Wellington is gradually opening up again, although we’re sensible folk here in the capital city, and there’s no rush. I do want to go to the movies on Saturday – they’re playing a French Film Festival movie that I missed out on. Hopefully there won’t be too many coughs there, and everyone will be masked. My favourite cinemas, the Penthouse and the Lighthouse, are open again, with distanced seating – I think you need to book first, though. It’s nice to see them open again. School’s back today, too – that’ll be a relief to many people. The Mojo chain of cafés had a disappointing turnout yesterday, but I think that’s to be expected, as people’s confidence needs to grow again. I’m sure many are working from home where possible.

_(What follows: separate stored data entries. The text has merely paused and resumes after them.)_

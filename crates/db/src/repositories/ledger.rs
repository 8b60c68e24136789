//! PostgreSQL-backed ledger store.
//!
//! Reports read accounts and posted lines through [`SeaOrmLedgerStore`].
//! Lines come back ordered by entry date, entry sequence, then line number.

use std::collections::BTreeSet;
use std::ops::Bound;

use async_trait::async_trait;
use chrono::NaiveDate;
use rust_decimal::Decimal;
use sea_orm::{
    ColumnTrait, Condition, DatabaseConnection, DbErr, EntityTrait, FromQueryResult, QueryFilter,
    QueryOrder, QuerySelect,
};
use tracing::error;
use uuid::Uuid;

use neraca_core::ledger::{Account, AccountFilter, LedgerStore, LineFilter, PostedLine, StoreError};
use neraca_core::period::DateRange;
use neraca_shared::types::{AccountId, JournalEntryId, JournalLineId};

use crate::entities::{
    accounts, journal_entries, journal_lines,
    sea_orm_active_enums::{AccountType, EntryStatus},
};

/// Classifies a database error for the ledger store seam.
///
/// Connection failures are `Unavailable`; everything else is a `Query` failure.
pub fn store_error(err: DbErr) -> StoreError {
    match err {
        DbErr::Conn(_) | DbErr::ConnectionAcquire(_) => StoreError::Unavailable(err.to_string()),
        _ => StoreError::Query(err.to_string()),
    }
}

fn failed(operation: &'static str) -> impl Fn(DbErr) -> StoreError {
    move |err| {
        error!(operation, error = %err, "Ledger store query failed");
        store_error(err)
    }
}

/// Restricts `journal_entries.entry_date` to a date range.
fn date_condition(range: &DateRange) -> Condition {
    let column = journal_entries::Column::EntryDate;
    let condition = match range.start() {
        Bound::Included(date) => Condition::all().add(column.gte(date)),
        Bound::Excluded(date) => Condition::all().add(column.gt(date)),
        Bound::Unbounded => Condition::all(),
    };
    match range.end() {
        Bound::Included(date) => condition.add(column.lte(date)),
        Bound::Excluded(date) => condition.add(column.lt(date)),
        Bound::Unbounded => condition,
    }
}

/// A journal line joined with its entry header.
#[derive(Debug, FromQueryResult)]
struct PostedLineRow {
    id: Uuid,
    entry_id: Uuid,
    account_id: Uuid,
    debit: Decimal,
    credit: Decimal,
    description: Option<String>,
    entry_date: NaiveDate,
    reference: String,
    entry_description: String,
}

impl From<PostedLineRow> for PostedLine {
    fn from(row: PostedLineRow) -> Self {
        Self {
            line_id: JournalLineId::from_uuid(row.id),
            entry_id: JournalEntryId::from_uuid(row.entry_id),
            account_id: AccountId::from_uuid(row.account_id),
            entry_date: row.entry_date,
            reference: row.reference,
            entry_description: row.entry_description,
            line_description: row.description,
            debit: row.debit,
            credit: row.credit,
        }
    }
}

/// Ledger store over the `accounts`, `journal_entries` and `journal_lines` tables.
#[derive(Debug, Clone)]
pub struct SeaOrmLedgerStore {
    db: DatabaseConnection,
}

impl SeaOrmLedgerStore {
    /// Creates a new store.
    #[must_use]
    pub const fn new(db: DatabaseConnection) -> Self {
        Self { db }
    }
}

#[async_trait]
impl LedgerStore for SeaOrmLedgerStore {
    async fn list_accounts(&self, filter: &AccountFilter) -> Result<Vec<Account>, StoreError> {
        let mut query = accounts::Entity::find();

        if filter.active_only {
            query = query.filter(accounts::Column::IsActive.eq(true));
        }
        if let Some(types) = &filter.types {
            if types.is_empty() {
                return Ok(Vec::new());
            }
            query = query.filter(
                accounts::Column::AccountType.is_in(types.iter().copied().map(AccountType::from)),
            );
        }

        let models = query
            .order_by_asc(accounts::Column::Code)
            .all(&self.db)
            .await
            .map_err(failed("list_accounts"))?;

        Ok(models.into_iter().map(Account::from).collect())
    }

    async fn list_posted_lines(&self, filter: &LineFilter) -> Result<Vec<PostedLine>, StoreError> {
        if filter.account_ids.as_ref().is_some_and(BTreeSet::is_empty) {
            return Ok(Vec::new());
        }

        let mut query = journal_lines::Entity::find()
            .select_only()
            .columns([
                journal_lines::Column::Id,
                journal_lines::Column::EntryId,
                journal_lines::Column::AccountId,
                journal_lines::Column::Debit,
                journal_lines::Column::Credit,
                journal_lines::Column::Description,
            ])
            .column(journal_entries::Column::EntryDate)
            .column(journal_entries::Column::Reference)
            .column_as(journal_entries::Column::Description, "entry_description")
            .inner_join(journal_entries::Entity)
            .filter(journal_entries::Column::Status.eq(EntryStatus::Posted))
            .filter(date_condition(&filter.range));

        if let Some(account_id) = filter.account_id {
            query = query.filter(journal_lines::Column::AccountId.eq(account_id.into_inner()));
        }
        if let Some(account_ids) = &filter.account_ids {
            query = query.filter(
                journal_lines::Column::AccountId
                    .is_in(account_ids.iter().copied().map(AccountId::into_inner)),
            );
        }

        let rows = query
            .order_by_asc(journal_entries::Column::EntryDate)
            .order_by_asc(journal_entries::Column::Sequence)
            .order_by_asc(journal_lines::Column::LineNumber)
            .into_model::<PostedLineRow>()
            .all(&self.db)
            .await
            .map_err(failed("list_posted_lines"))?;

        Ok(rows.into_iter().map(PostedLine::from).collect())
    }

    async fn get_account(&self, id: AccountId) -> Result<Option<Account>, StoreError> {
        let model = accounts::Entity::find_by_id(id.into_inner())
            .one(&self.db)
            .await
            .map_err(failed("get_account"))?;

        Ok(model.map(Account::from))
    }
}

In the US, Idaho is in a bad way now, after Arkansas, Alabama, Florida and Texas. In the southern states, vaccination rates are low, and most people are thinking that booster shots will be required; that perhaps vaccines will need to be tweaked annually for new variants. Perhaps the threat of this coronavirus will be less after three years. My son says that in Georgia it’s as bad as it’s ever been. Everyone is desperate to see children back at school – safely. People are looking for guidance on that – should masks be worn in school? How safe are teachers and administrators and support staff? In Cuba children as young as toddlers are being vaccinated. It will be interesting to see how that goes.
In Australia, things don’t get any better yet. Today NSW recorded 1409 new cases and 5 deaths; Victoria recorded 324 new cases. Nevertheless, NSW is to lift restrictions; it’s being accepted that Sydney could rise to 2,000 new cases a day, and that if you need urgent healthcare for some other critical condition, it may not be offered. There was some griping in this morning’s paper about people missing out here on scans, surgery and chemotherapy during our recent lockdown. I accept that that’s sad and frustrating, but I do admire the way our government has taken swift action to deal with this latest outbreak of Covid 19/delta, and has taken on board the ways in which the situation is different from 2020.
It seems that Covid 19 will be with us for some time to come. Remember Auckland on New year’s Eve, the Americas’ Cup yachting races, and the crowds that watched them, both in person and on television? Last year we went to several wonderful concerts at the Michael Fowler Centre. I hope they come back, but given the cramped seating in the MFC Auditorium, I’d have to feel very safe about going there.
We hope to join our daughter in Hawkes Bay for her birthday and Christmas, both in December, and we hope that we’ll be back to Level 1 by that time. That’s it for now. Ngā mihi.